Task to carry out:
Below is a set of entries. Reproduce exactly the lines from the one containing "after client-side rendering" through the end, both included.
^^^^^^^^
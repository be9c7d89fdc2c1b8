//! URL handling module for Site-Auditor
//!
//! This module turns raw user input into absolute http(s) URLs and answers
//! host-matching questions used to classify links as internal or external.

mod host;
mod normalize;

pub use host::{extract_host, is_internal_link, is_same_host};
pub use normalize::normalize_url;
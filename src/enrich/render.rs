use crate::seo::DomCounts;
use async_trait::async_trait;
use tokio_util::sync::CancellationToken;
use url::Url;

/// Snapshot of a page after client-side rendering
#[derive(Debug, Clone, Default, PartialEq, Eq)]
pub struct RenderedPage {
    /// Serialized DOM, when the renderer provides it
    pub html: Option<String>,
    pub image_count: usize,
    pub link_count: usize,
}

impl RenderedPage {
    pub fn counts(&self) -> DomCounts {
        DomCounts {
            image_count: self.image_count,
            link_count: self.link_count,
        }
    }
}

/// Headless-browser capability used in deep mode
///
/// Implementations drive a real browser; the analysis falls back to static
/// HTML whenever rendering fails.
#[async_trait]
pub trait DomRenderer: Send + Sync {
    async fn render(&self, url: &Url, cancel: &CancellationToken) -> anyhow::Result<RenderedPage>;
}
^^^^^^^^
Task solution:
/// Snapshot of a page after client-side rendering
#[derive(Debug, Clone, Default, PartialEq, Eq)]
pub struct RenderedPage {
    /// Serialized DOM, when the renderer provides it
    pub html: Option<String>,
    pub image_count: usize,
    pub link_count: usize,
}

impl RenderedPage {
    pub fn counts(&self) -> DomCounts {
        DomCounts {
            image_count: self.image_count,
            link_count: self.link_count,
        }
    }
}

/// Headless-browser capability used in deep mode
///
/// Implementations drive a real browser; the analysis falls back to static
/// HTML whenever rendering fails.
#[async_trait]
pub trait DomRenderer: Send + Sync {
    async fn render(&self, url: &Url, cancel: &CancellationToken) -> anyhow::Result<RenderedPage>;
}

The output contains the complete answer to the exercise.